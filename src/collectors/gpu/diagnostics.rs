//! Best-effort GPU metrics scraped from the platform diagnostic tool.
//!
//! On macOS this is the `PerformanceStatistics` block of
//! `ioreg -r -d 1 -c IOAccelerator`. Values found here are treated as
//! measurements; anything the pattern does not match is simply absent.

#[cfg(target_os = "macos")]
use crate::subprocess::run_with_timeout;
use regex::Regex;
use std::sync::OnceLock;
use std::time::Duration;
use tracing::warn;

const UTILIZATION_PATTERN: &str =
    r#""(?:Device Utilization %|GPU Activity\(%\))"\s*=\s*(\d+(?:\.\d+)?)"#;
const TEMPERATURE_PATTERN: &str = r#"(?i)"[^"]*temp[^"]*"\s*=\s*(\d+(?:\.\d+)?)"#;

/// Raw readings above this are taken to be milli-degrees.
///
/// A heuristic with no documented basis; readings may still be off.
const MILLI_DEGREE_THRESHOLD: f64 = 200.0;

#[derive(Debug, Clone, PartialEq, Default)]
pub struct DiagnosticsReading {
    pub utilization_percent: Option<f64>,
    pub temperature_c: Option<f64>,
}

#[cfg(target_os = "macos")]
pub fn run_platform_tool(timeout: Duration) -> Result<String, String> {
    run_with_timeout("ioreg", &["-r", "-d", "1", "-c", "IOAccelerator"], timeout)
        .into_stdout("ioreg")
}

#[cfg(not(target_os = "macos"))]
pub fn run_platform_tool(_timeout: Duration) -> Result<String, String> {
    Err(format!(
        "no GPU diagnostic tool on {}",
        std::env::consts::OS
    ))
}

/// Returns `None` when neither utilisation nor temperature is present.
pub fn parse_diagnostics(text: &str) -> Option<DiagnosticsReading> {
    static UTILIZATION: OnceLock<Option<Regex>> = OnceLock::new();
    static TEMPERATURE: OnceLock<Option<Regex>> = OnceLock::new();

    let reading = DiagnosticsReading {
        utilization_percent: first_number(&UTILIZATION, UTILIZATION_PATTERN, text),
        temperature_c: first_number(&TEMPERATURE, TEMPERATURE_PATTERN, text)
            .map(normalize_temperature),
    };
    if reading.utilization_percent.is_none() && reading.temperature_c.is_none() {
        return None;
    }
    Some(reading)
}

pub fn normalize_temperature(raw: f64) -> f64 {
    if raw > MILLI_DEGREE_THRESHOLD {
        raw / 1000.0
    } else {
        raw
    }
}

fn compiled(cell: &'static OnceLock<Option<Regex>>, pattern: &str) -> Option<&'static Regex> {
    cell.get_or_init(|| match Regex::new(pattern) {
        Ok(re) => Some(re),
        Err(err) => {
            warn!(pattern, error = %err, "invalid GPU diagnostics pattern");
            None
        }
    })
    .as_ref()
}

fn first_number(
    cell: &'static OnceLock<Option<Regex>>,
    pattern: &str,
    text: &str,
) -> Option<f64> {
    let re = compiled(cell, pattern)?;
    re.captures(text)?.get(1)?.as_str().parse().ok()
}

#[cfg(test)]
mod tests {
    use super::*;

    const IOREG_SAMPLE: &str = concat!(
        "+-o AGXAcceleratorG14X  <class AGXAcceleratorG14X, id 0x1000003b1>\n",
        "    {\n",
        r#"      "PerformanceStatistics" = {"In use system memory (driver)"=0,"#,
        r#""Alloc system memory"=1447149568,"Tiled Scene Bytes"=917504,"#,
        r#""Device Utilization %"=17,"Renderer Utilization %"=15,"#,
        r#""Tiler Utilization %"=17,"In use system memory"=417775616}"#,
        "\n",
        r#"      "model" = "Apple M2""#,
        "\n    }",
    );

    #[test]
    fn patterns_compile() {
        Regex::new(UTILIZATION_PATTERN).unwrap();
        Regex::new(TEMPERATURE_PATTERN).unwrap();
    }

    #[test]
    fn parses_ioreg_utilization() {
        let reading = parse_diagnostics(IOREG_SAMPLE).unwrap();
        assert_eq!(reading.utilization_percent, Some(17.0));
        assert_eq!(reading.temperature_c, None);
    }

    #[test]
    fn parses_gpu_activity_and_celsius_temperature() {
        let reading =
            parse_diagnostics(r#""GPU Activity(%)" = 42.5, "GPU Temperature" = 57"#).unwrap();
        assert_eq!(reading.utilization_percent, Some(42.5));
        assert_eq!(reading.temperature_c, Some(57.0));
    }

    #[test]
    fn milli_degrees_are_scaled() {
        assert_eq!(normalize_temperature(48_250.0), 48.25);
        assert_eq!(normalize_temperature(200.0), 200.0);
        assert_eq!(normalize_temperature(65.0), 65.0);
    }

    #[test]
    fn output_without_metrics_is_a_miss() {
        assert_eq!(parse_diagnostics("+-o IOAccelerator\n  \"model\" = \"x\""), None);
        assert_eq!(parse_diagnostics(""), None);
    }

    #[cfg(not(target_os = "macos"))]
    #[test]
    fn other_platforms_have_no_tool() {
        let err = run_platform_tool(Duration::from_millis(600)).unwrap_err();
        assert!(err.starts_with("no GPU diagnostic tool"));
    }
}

- Task item:
Type out the entries again, word for word.

- Problem solution:
filename src/collectors/gpu/diagnostics.rs
//! Best-effort GPU metrics scraped from the platform diagnostic tool.
//!
//! On macOS this is the `PerformanceStatistics` block of
//! `ioreg -r -d 1 -c IOAccelerator`. Values found here are treated as
//! measurements; anything the pattern does not match is simply absent.

#[cfg(target_os = "macos")]
use crate::subprocess::run_with_timeout;
use regex::Regex;
use std::sync::OnceLock;
use std::time::Duration;
use tracing::warn;

const UTILIZATION_PATTERN: &str =
    r#""(?:Device Utilization %|GPU Activity\(%\))"\s*=\s*(\d+(?:\.\d+)?)"#;
const TEMPERATURE_PATTERN: &str = r#"(?i)"[^"]*temp[^"]*"\s*=\s*(\d+(?:\.\d+)?)"#;

/// Raw readings above this are taken to be milli-degrees.
///
/// A heuristic with no documented basis; readings may still be off.
const MILLI_DEGREE_THRESHOLD: f64 = 200.0;

#[derive(Debug, Clone, PartialEq, Default)]
pub struct DiagnosticsReading {
    pub utilization_percent: Option<f64>,
    pub temperature_c: Option<f64>,
}

#[cfg(target_os = "macos")]
pub fn run_platform_tool(timeout: Duration) -> Result<String, String> {
    run_with_timeout("ioreg", &["-r", "-d", "1", "-c", "IOAccelerator"], timeout)
        .into_stdout("ioreg")
}

#[cfg(not(target_os = "macos"))]
pub fn run_platform_tool(_timeout: Duration) -> Result<String, String> {
    Err(format!(
        "no GPU diagnostic tool on {}",
        std::env::consts::OS
    ))
}

/// Returns `None` when neither utilisation nor temperature is present.
pub fn parse_diagnostics(text: &str) -> Option<DiagnosticsReading> {
    static UTILIZATION: OnceLock<Option<Regex>> = OnceLock::new();
    static TEMPERATURE: OnceLock<Option<Regex>> = OnceLock::new();

    let reading = DiagnosticsReading {
        utilization_percent: first_number(&UTILIZATION, UTILIZATION_PATTERN, text),
        temperature_c: first_number(&TEMPERATURE, TEMPERATURE_PATTERN, text)
            .map(normalize_temperature),
    };
    if reading.utilization_percent.is_none() && reading.temperature_c.is_none() {
        return None;
    }
    Some(reading)
}

pub fn normalize_temperature(raw: f64) -> f64 {
    if raw > MILLI_DEGREE_THRESHOLD {
        raw / 1000.0
    } else {
        raw
    }
}

fn compiled(cell: &'static OnceLock<Option<Regex>>, pattern: &str) -> Option<&'static Regex> {
    cell.get_or_init(|| match Regex::new(pattern) {
        Ok(re) => Some(re),
        Err(err) => {
            warn!(pattern, error = %err, "invalid GPU diagnostics pattern");
            None
        }
    })
    .as_ref()
}

fn first_number(
    cell: &'static OnceLock<Option<Regex>>,
    pattern: &str,
    text: &str,
) -> Option<f64> {
    let re = compiled(cell, pattern)?;
    re.captures(text)?.get(1)?.as_str().parse().ok()
}

#[cfg(test)]
mod tests {
    use super::*;

    const IOREG_SAMPLE: &str = concat!(
        "+-o AGXAcceleratorG14X  <class AGXAcceleratorG14X, id 0x1000003b1>\n",
        "    {\n",
        r#"      "PerformanceStatistics" = {"In use system memory (driver)"=0,"#,
        r#""Alloc system memory"=1447149568,"Tiled Scene Bytes"=917504,"#,
        r#""Device Utilization %"=17,"Renderer Utilization %"=15,"#,
        r#""Tiler Utilization %"=17,"In use system memory"=417775616}"#,
        "\n",
        r#"      "model" = "Apple M2""#,
        "\n    }",
    );

    #[test]
    fn patterns_compile() {
        Regex::new(UTILIZATION_PATTERN).unwrap();
        Regex::new(TEMPERATURE_PATTERN).unwrap();
    }

    #[test]
    fn parses_ioreg_utilization() {
        let reading = parse_diagnostics(IOREG_SAMPLE).unwrap();
        assert_eq!(reading.utilization_percent, Some(17.0));
        assert_eq!(reading.temperature_c, None);
    }

    #[test]
    fn parses_gpu_activity_and_celsius_temperature() {
        let reading =
            parse_diagnostics(r#""GPU Activity(%)" = 42.5, "GPU Temperature" = 57"#).unwrap();
        assert_eq!(reading.utilization_percent, Some(42.5));
        assert_eq!(reading.temperature_c, Some(57.0));
    }

    #[test]
    fn milli_degrees_are_scaled() {
        assert_eq!(normalize_temperature(48_250.0), 48.25);
        assert_eq!(normalize_temperature(200.0), 200.0);
        assert_eq!(normalize_temperature(65.0), 65.0);
    }

    #[test]
    fn output_without_metrics_is_a_miss() {
        assert_eq!(parse_diagnostics("+-o IOAccelerator\n  \"model\" = \"x\""), None);
        assert_eq!(parse_diagnostics(""), None);
    }

    #[cfg(not(target_os = "macos"))]
    #[test]
    fn other_platforms_have_no_tool() {
        let err = run_platform_tool(Duration::from_millis(600)).unwrap_err();
        assert!(err.starts_with("no GPU diagnostic tool"));
    }
}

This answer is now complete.